Desde pequenina sempre gostei do universo literário,
amava ouvir, e quando alfabetizada gostava de ler os contos de
fadas. Ficava encantada com aquele mundo mágico, e viajava com os clássicos de Perrault
e dos irmãos Grimm, onde a fantasia rolava solta, mas rolava solto também na
minha instigante meninice, um sentimento de piedade pela figura feminina. As
vezes em meus pensamentos pueris eu me questionava; Por que a Cinderela, a Bela Adormecida, a Branca de Neve e muitas outras princesas, tinham sempre que sofrer?
Só porque eram meninas?
Ah! Essas narrativas fantasiosas! Elas simplesmente reproduziram para as
nossas crianças os estereótipos femininos impostos pela sociedade patriarcal, subsidiando
a supremacia do homem sobre a mulher, criando nas inocentes cabecinhas uma
atmosfera de subserviência feminina, condicionando os pequeninos a assumirem
comportamentos e papéis tidos como corretos... Ou politicamente corretos?
...Sei lá!
O que eu nunca entendi é porque, a figura do homem nos contos de fadas, é sempre
super heroica, sempre forte, linda e corajosa, uma figura capaz de trazer
libertação e o famoso “Felizes para sempre”. Foi ouvindo e lendo os contos de
fadas que, por alguns anos, dei abrigo aos modelos femininos, que eu acreditava
que deveria seguir. Por vezes cheguei a me imaginar sendo a Cinderela,
aquela figura dócil, submissa, prendada e virtuosa. Encantava-me por aquela princesa,
incapaz de ter comportamentos rebeldes. Acreditava que para ser feliz, a mulher
necessitava ser passiva e esperar a fada madrinha (destino, sorte, forças
externas) lhe guiar até o seu príncipe, que seria a sua tábua de salvação, a sua
libertação.
Ledo engano!

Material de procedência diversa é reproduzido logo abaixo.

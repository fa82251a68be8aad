//! The `get-metadata` subcommand.

use anyhow::Result;
use clap::Args;
use std::sync::Arc;
use ugcs::TokenProvider;
use url::Url;

use super::{open_object, print_json};

/// Metadata arguments.
#[derive(Debug, Args)]
pub(crate) struct Opt {
    /// The object to describe.
    url: Url,
}

/// Print metadata for an object.
pub(crate) fn run(provider: Arc<TokenProvider>, opt: Opt) -> Result<()> {
    let (bucket, path) = open_object(provider, &opt.url)?;
    print_json(&bucket.get_metadata(&path)?)
}
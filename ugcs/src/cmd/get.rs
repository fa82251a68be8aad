//! The `get` subcommand.

use anyhow::{Context as _, Result};
use clap::Args;
use std::{
    io::{self, Write},
    sync::Arc,
};
use ugcs::TokenProvider;
use url::Url;

use super::open_object;

/// Download arguments.
#[derive(Debug, Args)]
pub(crate) struct Opt {
    /// The object to download.
    url: Url,
}

/// Copy an object to standard output.
pub(crate) fn run(provider: Arc<TokenProvider>, opt: Opt) -> Result<()> {
    let (bucket, path) = open_object(provider, &opt.url)?;
    let data = bucket.get(&path)?;
    let stdout = io::stdout();
    let mut out = stdout.lock();
    out.write_all(&data)
        .and_then(|()| out.flush())
        .context("could not write to standard output")?;
    Ok(())
}
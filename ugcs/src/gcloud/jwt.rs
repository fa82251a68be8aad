//! Signed JWT assertions for the OAuth2 JWT-bearer grant.
//!
//! See [Google's documentation][docs] for the exact format. We build the
//! header and claims ourselves and sign them with [`Signer`].
//!
//! [docs]: https://developers.google.com/identity/protocols/oauth2/service-account#authorizingrequests

use base64::{engine::general_purpose::URL_SAFE_NO_PAD, Engine as _};
use rsa::{
    pkcs1::DecodeRsaPrivateKey, pkcs1v15::SigningKey, pkcs8::DecodePrivateKey,
    signature::SignatureEncoding, RsaPrivateKey,
};
use secrecy::{ExposeSecret, SecretString};
use serde::Serialize;
use sha2::Sha256;

use crate::common::*;
use crate::credentials::ServiceAccountCredentials;

/// The OAuth2 scope that we request. We only ever read and write objects.
pub const STORAGE_READ_WRITE_SCOPE: &str =
    "https://www.googleapis.com/auth/devstorage.read_write";

/// Something that can produce an RSA-SHA256 (PKCS#1 v1.5) signature.
pub trait Signer: Send + Sync {
    /// Sign `input` using the PEM-encoded private key `private_key_pem`.
    fn sign(&self, input: &[u8], private_key_pem: &SecretString) -> Result<Vec<u8>>;
}

/// The default [`Signer`], implemented in-process with the `rsa` crate.
///
/// The key is decoded into memory for the duration of the call and dropped
/// afterwards. It is never written to disk.
#[derive(Clone, Copy, Debug, Default)]
pub struct RsaSha256Signer;

impl Signer for RsaSha256Signer {
    fn sign(&self, input: &[u8], private_key_pem: &SecretString) -> Result<Vec<u8>> {
        let pem = private_key_pem.expose_secret();
        // Google hands out PKCS#8 keys, but accept a bare PKCS#1 key too.
        let key = match RsaPrivateKey::from_pkcs8_pem(pem) {
            Ok(key) => key,
            Err(pkcs8_err) => RsaPrivateKey::from_pkcs1_pem(pem).map_err(|_| {
                Error::new(pkcs8_err).context("could not parse RSA private key")
            })?,
        };
        let signing_key = SigningKey::<Sha256>::new(key);
        let signature = rsa::signature::Signer::try_sign(&signing_key, input)
            .context("could not sign JWT")?;
        Ok(signature.to_vec())
    }
}

/// A JWT header.
#[derive(Debug, Serialize)]
struct Header<'a> {
    alg: &'static str,
    typ: &'static str,
    #[serde(skip_serializing_if = "Option::is_none")]
    kid: Option<&'a str>,
}

/// The claims we make when asking for an access token.
#[derive(Debug, Serialize)]
struct Claims<'a> {
    iss: &'a str,
    scope: &'a str,
    aud: &'a str,
    iat: i64,
    exp: i64,
}

/// Serialize `value` as compact JSON and encode it as unpadded base64url.
fn json_to_b64<T: Serialize>(value: &T) -> Result<String> {
    let json = serde_json::to_vec(value).context("could not serialize JWT part")?;
    Ok(URL_SAFE_NO_PAD.encode(json))
}

/// Build the `header.claims` signing input for `credentials` at `now`.
pub(crate) fn signing_input(
    credentials: &ServiceAccountCredentials,
    now: i64,
) -> Result<String> {
    let header = Header {
        alg: "RS256",
        typ: "JWT",
        kid: credentials.key_id(),
    };
    let claims = Claims {
        iss: credentials.account(),
        scope: STORAGE_READ_WRITE_SCOPE,
        aud: credentials.token_uri().as_str(),
        iat: now,
        exp: now.saturating_add(credentials.lifetime()),
    };
    Ok(format!("{}.{}", json_to_b64(&header)?, json_to_b64(&claims)?))
}

/// Create a signed assertion for `credentials`, issued at `now` (Unix seconds).
#[instrument(level = "trace", skip(credentials, signer), fields(account = %credentials.account()))]
pub(crate) fn create_assertion(
    credentials: &ServiceAccountCredentials,
    signer: &dyn Signer,
    now: i64,
) -> Result<String> {
    let input = signing_input(credentials, now)?;
    let signature = signer.sign(input.as_bytes(), credentials.private_key())?;
    Ok(format!("{}.{}", input, URL_SAFE_NO_PAD.encode(signature)))
}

Perfil bloqueado 🚫
Cresci, e através das minhas vivências e experiências sociais e culturais,
desmistifiquei a varinha mágica da fada madrinha, desfiz enganos, livrei-me dos
mitos, ressignifiquei o mágico mundo punitivo e restritivo, imbuído nos
clássicos infantis.
Vigiai mulheres/princesas! Saiam do reduto!

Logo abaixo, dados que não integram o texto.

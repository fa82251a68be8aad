//! The `put` subcommand.

use anyhow::{Context as _, Result};
use clap::Args;
use std::{fs, path::PathBuf, sync::Arc};
use tracing::debug;
use ugcs::TokenProvider;
use url::Url;

use super::{open_object, print_json};

/// Upload arguments.
#[derive(Debug, Args)]
pub(crate) struct Opt {
    /// The MIME type to store [default: guessed from the local file name].
    #[arg(long = "content-type")]
    content_type: Option<String>,

    /// The local file to upload.
    local: PathBuf,

    /// Where to upload it.
    url: Url,
}

/// Upload a file.
pub(crate) fn run(provider: Arc<TokenProvider>, opt: Opt) -> Result<()> {
    let (bucket, path) = open_object(provider, &opt.url)?;
    let content_type = opt.content_type.unwrap_or_else(|| {
        mime_guess::from_path(&opt.local)
            .first_or_octet_stream()
            .to_string()
    });
    debug!("uploading {} as {}", opt.local.display(), content_type);
    let data = fs::read(&opt.local)
        .with_context(|| format!("could not read {}", opt.local.display()))?;
    let metadata = bucket.put(&path, &data, &content_type)?;
    print_json(&metadata)
}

Não sejamos Branca de Neve monitorada por sete anões, esperando o príncipe
encantado. Não sejamos a Bela adormecida, num estado de letargia
emocional e social ou a Gata borralheira esquentando a barriga no fogão. O
terceiro milênio exige que estejamos sempre na defensiva, de olhos bem abertos,
pois o príncipe virou sapo e anda dando no nosso saco. O feitiço? ah! Esse
só se desfaz com nossa pretenciosa e audaciosa magia de ser bruxa, à frente do
nosso tempo.
Em “Mulheres que correm com os lobos” de Clarissa Pinkola Estés, ela aborda
essa desmistificação do mito e do conto de fadas e traz essa restauração
da psique feminina, deturpada pelos contos de fadas. Estamos sempre fugindo dos
lobos, né isso? Nessa sociedade patriarcal violenta, somos a representatividade do
chapeuzinho vermelho. Através do livro de Clarissa Pinkola, é
possível ver a mulher emergindo do condicionamento cultural e transformando-se
em lobas corajosas e empoderadas. Eu recomendo!

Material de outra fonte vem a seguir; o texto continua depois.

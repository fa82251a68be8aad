//! Authentication support for Google Cloud.
//!
//! We implement the OAuth2 JWT-bearer flow for service accounts directly:
//! sign an assertion, trade it for an access token at the token endpoint, and
//! keep the token in a per-account cache file until it is about to expire.

use reqwest::Method;
use serde::{Deserialize, Serialize};
use std::{
    fmt,
    path::{Path, PathBuf},
    sync::Mutex,
};

use super::{
    client::{Client, ClientError},
    jwt::{create_assertion, RsaSha256Signer, Signer},
    token_cache::{CachedToken, TokenCache},
};
use crate::common::*;
use crate::config::token_cache_dir;
use crate::credentials::ServiceAccountCredentials;

/// The OAuth2 grant type for signed JWT assertions.
const JWT_BEARER_GRANT_TYPE: &str = "urn:ietf:params:oauth:grant-type:jwt-bearer";

/// The current time, in Unix seconds.
pub(crate) fn unix_now() -> i64 {
    chrono::Utc::now().timestamp()
}

/// The form we POST to the token endpoint.
#[derive(Serialize)]
struct TokenRequest<'a> {
    grant_type: &'a str,
    assertion: &'a str,
}

/// The token endpoint's response.
#[derive(Deserialize)]
struct TokenResponse {
    access_token: String,
    token_type: String,
    expires_in: i64,
    #[serde(flatten)]
    extra: serde_json::Map<String, serde_json::Value>,
}

impl TokenResponse {
    /// Convert to a [`CachedToken`], received at `now`.
    fn into_cached_token(self, now: i64) -> CachedToken {
        let mut extra = self.extra;
        // We compute this ourselves, and it must not appear twice on disk.
        extra.remove("expires_at");
        CachedToken {
            access_token: self.access_token,
            token_type: self.token_type,
            expires_in: self.expires_in,
            expires_at: now.saturating_add(self.expires_in),
            extra,
        }
    }
}

/// Builder for [`TokenProvider`].
pub struct TokenProviderBuilder {
    credentials: ServiceAccountCredentials,
    cache_dir: Option<PathBuf>,
    signer: Option<Box<dyn Signer>>,
}

impl TokenProviderBuilder {
    /// Store cached tokens in `dir` instead of `<cache root>/ugcs`.
    pub fn cache_dir<P: Into<PathBuf>>(mut self, dir: P) -> Self {
        self.cache_dir = Some(dir.into());
        self
    }

    /// Sign assertions with `signer` instead of [`RsaSha256Signer`].
    pub fn signer(mut self, signer: Box<dyn Signer>) -> Self {
        self.signer = Some(signer);
        self
    }

    /// Create the provider, loading any token we cached earlier.
    pub fn build(self) -> Result<TokenProvider, ClientError> {
        let cache_dir = match self.cache_dir {
            Some(dir) => dir,
            None => token_cache_dir().map_err(ClientError::Config)?,
        };
        let cache = TokenCache::new(&cache_dir, self.credentials.account())
            .map_err(ClientError::Persistence)?;
        let cached_token = cache.load();
        Ok(TokenProvider {
            credentials: self.credentials,
            signer: self.signer.unwrap_or_else(|| Box::new(RsaSha256Signer)),
            cache,
            client: Client::new()?,
            cached_token: Mutex::new(cached_token),
        })
    }
}

/// Provides OAuth2 access tokens for a single service account.
///
/// A provider may be shared between several buckets using `Arc`. Refreshes
/// happen with an internal lock held, so threads sharing a provider will not
/// race each other to the token endpoint. Separate processes can still race
/// on the cache file, in which case the last writer wins.
pub struct TokenProvider {
    credentials: ServiceAccountCredentials,
    signer: Box<dyn Signer>,
    cache: TokenCache,
    client: Client,
    /// `None` until we have a token we believe is valid.
    cached_token: Mutex<Option<CachedToken>>,
}

impl TokenProvider {
    /// Create a provider with the default cache directory and signer.
    pub fn new(credentials: ServiceAccountCredentials) -> Result<Self, ClientError> {
        Self::builder(credentials).build()
    }

    /// Start building a provider with non-default settings.
    pub fn builder(credentials: ServiceAccountCredentials) -> TokenProviderBuilder {
        TokenProviderBuilder {
            credentials,
            cache_dir: None,
            signer: None,
        }
    }

    /// The service account we authenticate as.
    pub fn account(&self) -> &str {
        self.credentials.account()
    }

    /// The file where we cache our token.
    pub fn cache_path(&self) -> &Path {
        self.cache.path()
    }

    /// Return a valid access token, fetching a new one if ours is missing or
    /// within a few seconds of expiring.
    #[instrument(level = "trace", skip(self), fields(account = %self.account()))]
    pub fn request_token(&self) -> Result<CachedToken, ClientError> {
        // The cached value is always either `None` or a complete token, so a
        // panic elsewhere can't leave it half-updated.
        let mut cached_token = self
            .cached_token
            .lock()
            .unwrap_or_else(|poisoned| poisoned.into_inner());

        let now = unix_now();
        let expiring = cached_token
            .as_ref()
            .filter(|token| token.needs_refresh(now))
            .map(|token| token.expires_at);
        if let Some(expires_at) = expiring {
            debug!("cached token expires at {}, which is too soon", expires_at);
            *cached_token = None;
        }

        if let Some(token) = cached_token.as_ref() {
            trace!("using cached token");
            return Ok(token.clone());
        }

        let token = self.request_new_token()?;
        self.cache
            .store(&token)
            .map_err(ClientError::Persistence)?;
        *cached_token = Some(token.clone());
        Ok(token)
    }

    /// Exchange a freshly signed assertion for a new access token.
    fn request_new_token(&self) -> Result<CachedToken, ClientError> {
        debug!("requesting new token from {}", self.credentials.token_uri());
        let assertion =
            create_assertion(&self.credentials, self.signer.as_ref(), unix_now())
                .map_err(ClientError::Config)?;
        let form = TokenRequest {
            grant_type: JWT_BEARER_GRANT_TYPE,
            assertion: &assertion,
        };
        let req = self
            .client
            .request(Method::POST, self.credentials.token_uri().to_owned())
            .form(&form);
        let resp = self.client.fetch_json::<TokenResponse>(req)?;
        Ok(resp.into_cached_token(unix_now()))
    }
}

impl fmt::Debug for TokenProvider {
    fn fmt(&self, f: &mut fmt::Formatter<'_>) -> fmt::Result {
        f.debug_struct("TokenProvider")
            .field("account", &self.account())
            .field("cache_path", &self.cache_path())
            .finish()
    }
}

Se faz necessário uma análise desses elementos que deturpam a mente das
nossas crianças, pois eles residem em uma realidade humana arquetípica,
onde se constitui oponentes comportamentos entre os seres humanos, ou seja, a
figura masculina é sempre dominante e a feminina passiva ou recalcada, tais
determinantes estão bem longe da igualdade de gênero, da igualdade
social e política, tão almejada por nós mulheres, e que ao meu ver, seria o
ápice que levaria ao desenvolvimento em todas as esferas da
sociedade. Em meio a esse machismo orquestrado por esse (des)governo nefasto e fascista,
temos que reagir, lutar e levantar a bandeira do feminismo, para que não
possamos cair em alguma página dos clássicos contos de fadas.
E por falar em luta, feminismo e conto de fadas, lembrei-me de um fato que
me aconteceu certa vez. Estava eu e uma amiga em um café
num shopping, em uma conversa bem informal, de repente ela me pergunta: Rilnete,
você é feminista? E claramente respondi; Sou! Por quê? Você, não
é? Ela timidamente respondeu; ah! Sou muito ligada no tradicionalismo,
tudo certinho, sabe. Como assim colega? Você é conservadora? Não
luta por seus direitos? Você não gostaria de ter um salário justo e equitativo?
Não gosta de fazer suas escolhas com relação às suas roupas e seu corpo?... E
claro, lógico que a resposta foi afirmativa! Ela corou, abriu a
boca em gesto de espanto e falou: Meus Deus! Descobri nesse momento que sou
feminista!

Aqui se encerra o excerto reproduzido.